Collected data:
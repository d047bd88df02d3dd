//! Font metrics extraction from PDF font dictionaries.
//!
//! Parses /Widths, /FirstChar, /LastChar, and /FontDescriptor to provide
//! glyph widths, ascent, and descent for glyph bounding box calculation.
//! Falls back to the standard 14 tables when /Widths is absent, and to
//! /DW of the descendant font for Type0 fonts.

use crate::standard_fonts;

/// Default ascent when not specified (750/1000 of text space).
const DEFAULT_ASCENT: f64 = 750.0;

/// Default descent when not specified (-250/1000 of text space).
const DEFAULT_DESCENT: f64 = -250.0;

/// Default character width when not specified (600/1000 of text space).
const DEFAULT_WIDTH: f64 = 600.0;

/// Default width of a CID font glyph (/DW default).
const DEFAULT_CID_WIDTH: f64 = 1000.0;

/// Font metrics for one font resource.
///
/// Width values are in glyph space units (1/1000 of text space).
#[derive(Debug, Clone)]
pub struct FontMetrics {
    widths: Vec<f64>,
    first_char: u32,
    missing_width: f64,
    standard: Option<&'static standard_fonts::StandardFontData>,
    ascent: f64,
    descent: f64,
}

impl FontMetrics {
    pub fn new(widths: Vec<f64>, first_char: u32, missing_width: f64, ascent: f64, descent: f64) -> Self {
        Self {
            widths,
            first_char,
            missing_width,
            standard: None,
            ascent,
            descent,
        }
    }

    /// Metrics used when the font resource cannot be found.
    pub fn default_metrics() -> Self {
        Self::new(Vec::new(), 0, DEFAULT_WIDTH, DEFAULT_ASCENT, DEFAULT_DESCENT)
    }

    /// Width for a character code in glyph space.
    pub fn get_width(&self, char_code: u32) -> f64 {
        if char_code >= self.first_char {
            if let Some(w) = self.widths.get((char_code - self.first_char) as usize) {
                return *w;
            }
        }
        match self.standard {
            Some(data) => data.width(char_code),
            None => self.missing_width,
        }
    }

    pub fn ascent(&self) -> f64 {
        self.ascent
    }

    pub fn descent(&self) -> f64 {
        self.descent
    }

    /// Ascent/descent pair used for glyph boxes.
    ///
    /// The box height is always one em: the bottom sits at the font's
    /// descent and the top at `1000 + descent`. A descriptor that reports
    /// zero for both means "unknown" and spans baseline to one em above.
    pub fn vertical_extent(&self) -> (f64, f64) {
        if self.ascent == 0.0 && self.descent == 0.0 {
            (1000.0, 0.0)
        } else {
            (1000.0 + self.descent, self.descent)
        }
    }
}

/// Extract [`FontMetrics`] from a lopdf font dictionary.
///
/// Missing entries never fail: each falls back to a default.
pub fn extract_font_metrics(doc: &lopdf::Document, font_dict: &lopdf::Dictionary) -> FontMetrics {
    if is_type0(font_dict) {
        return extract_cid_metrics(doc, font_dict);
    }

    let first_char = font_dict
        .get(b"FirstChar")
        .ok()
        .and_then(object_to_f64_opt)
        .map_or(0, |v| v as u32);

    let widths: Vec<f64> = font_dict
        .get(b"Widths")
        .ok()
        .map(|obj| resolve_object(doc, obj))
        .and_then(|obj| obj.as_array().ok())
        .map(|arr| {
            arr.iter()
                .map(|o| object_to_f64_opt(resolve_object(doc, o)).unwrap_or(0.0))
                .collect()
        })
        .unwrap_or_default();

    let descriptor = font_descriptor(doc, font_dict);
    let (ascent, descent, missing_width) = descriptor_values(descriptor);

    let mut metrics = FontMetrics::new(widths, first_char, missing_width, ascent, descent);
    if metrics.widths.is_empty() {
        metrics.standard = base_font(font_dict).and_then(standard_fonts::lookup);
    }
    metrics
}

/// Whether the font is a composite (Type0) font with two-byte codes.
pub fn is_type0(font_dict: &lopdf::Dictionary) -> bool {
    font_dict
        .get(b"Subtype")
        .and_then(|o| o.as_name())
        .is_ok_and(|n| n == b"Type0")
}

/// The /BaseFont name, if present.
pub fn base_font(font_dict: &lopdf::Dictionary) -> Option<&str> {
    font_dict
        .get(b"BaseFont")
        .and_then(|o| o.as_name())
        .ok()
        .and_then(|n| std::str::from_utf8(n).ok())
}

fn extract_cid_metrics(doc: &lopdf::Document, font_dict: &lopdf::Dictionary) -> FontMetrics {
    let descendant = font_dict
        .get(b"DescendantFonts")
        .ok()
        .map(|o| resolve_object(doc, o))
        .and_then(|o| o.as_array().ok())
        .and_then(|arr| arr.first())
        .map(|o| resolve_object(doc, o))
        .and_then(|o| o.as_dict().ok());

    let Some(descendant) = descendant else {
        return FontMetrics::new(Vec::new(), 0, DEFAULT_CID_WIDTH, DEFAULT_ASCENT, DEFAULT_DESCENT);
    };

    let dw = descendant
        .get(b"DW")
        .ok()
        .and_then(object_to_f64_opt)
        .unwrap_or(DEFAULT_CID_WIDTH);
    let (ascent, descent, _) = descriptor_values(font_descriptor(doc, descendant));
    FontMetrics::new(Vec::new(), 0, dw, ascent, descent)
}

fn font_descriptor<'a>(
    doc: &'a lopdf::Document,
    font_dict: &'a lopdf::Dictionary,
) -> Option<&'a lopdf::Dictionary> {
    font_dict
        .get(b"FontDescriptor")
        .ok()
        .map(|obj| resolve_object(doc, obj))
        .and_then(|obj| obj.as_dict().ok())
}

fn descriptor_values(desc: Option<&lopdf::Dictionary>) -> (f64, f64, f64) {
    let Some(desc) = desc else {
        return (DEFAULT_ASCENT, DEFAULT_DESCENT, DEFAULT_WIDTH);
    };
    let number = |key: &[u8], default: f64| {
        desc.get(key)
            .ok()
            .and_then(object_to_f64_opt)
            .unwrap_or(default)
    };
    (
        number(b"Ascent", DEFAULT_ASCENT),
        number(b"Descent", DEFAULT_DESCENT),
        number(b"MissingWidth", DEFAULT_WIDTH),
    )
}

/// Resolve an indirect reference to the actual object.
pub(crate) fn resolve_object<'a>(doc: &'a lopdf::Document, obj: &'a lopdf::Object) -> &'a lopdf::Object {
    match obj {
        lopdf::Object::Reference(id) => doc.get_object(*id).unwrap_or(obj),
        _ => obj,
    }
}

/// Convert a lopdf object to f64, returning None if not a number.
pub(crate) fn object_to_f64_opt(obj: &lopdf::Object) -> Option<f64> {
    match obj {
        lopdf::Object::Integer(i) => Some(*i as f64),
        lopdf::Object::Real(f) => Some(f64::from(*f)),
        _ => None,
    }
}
---
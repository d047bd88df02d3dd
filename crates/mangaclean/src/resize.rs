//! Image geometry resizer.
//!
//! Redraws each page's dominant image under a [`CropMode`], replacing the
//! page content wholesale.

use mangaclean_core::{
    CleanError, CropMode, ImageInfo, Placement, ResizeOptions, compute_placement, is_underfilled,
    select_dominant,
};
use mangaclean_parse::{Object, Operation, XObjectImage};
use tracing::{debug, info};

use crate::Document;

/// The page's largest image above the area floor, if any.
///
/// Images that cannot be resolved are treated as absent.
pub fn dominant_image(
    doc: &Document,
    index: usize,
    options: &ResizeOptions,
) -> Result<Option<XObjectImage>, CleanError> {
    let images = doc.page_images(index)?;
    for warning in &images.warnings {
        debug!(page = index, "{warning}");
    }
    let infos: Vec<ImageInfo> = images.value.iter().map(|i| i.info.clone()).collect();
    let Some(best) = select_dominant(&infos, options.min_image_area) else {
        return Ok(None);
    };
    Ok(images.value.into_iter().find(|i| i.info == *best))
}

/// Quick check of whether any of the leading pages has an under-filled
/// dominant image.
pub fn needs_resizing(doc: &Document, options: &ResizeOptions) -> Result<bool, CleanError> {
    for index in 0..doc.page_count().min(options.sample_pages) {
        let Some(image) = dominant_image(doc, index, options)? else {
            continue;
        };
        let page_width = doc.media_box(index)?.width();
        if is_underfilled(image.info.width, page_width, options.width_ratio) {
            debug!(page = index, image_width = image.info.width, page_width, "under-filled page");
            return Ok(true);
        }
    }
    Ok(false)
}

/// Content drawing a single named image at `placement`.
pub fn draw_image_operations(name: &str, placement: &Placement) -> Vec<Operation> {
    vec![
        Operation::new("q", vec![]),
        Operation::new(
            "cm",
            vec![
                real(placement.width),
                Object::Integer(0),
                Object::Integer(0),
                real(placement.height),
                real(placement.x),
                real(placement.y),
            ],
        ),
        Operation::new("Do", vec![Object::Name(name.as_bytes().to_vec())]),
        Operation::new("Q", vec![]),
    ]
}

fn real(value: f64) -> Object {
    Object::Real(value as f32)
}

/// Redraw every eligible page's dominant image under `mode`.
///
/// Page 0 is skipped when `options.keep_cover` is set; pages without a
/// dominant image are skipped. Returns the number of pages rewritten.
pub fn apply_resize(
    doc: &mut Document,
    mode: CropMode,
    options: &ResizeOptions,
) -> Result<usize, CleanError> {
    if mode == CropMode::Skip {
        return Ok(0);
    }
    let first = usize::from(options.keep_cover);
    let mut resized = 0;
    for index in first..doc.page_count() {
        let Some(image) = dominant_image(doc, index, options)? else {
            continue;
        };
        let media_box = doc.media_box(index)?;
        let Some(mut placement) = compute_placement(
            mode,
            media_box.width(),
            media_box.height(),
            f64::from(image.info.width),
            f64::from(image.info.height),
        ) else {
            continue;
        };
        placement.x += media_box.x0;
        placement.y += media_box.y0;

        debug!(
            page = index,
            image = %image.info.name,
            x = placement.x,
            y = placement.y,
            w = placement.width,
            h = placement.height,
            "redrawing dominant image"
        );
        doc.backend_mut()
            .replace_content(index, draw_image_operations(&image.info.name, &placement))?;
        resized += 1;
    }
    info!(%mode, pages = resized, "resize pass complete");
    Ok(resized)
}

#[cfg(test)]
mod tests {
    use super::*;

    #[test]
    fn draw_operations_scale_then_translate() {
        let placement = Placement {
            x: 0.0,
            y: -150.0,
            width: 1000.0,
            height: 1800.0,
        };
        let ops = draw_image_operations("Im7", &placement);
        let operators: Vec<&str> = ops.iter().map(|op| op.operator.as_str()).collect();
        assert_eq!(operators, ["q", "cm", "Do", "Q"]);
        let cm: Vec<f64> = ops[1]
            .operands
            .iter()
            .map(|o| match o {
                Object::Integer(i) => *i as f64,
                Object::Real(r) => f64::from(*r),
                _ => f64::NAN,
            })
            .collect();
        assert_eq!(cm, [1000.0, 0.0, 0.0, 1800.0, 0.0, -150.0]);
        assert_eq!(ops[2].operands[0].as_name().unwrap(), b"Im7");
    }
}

WORK ITEM:
Count the lines in the data where "character" occurs. Report the number only.

ANSWER TO THIS TASK:
2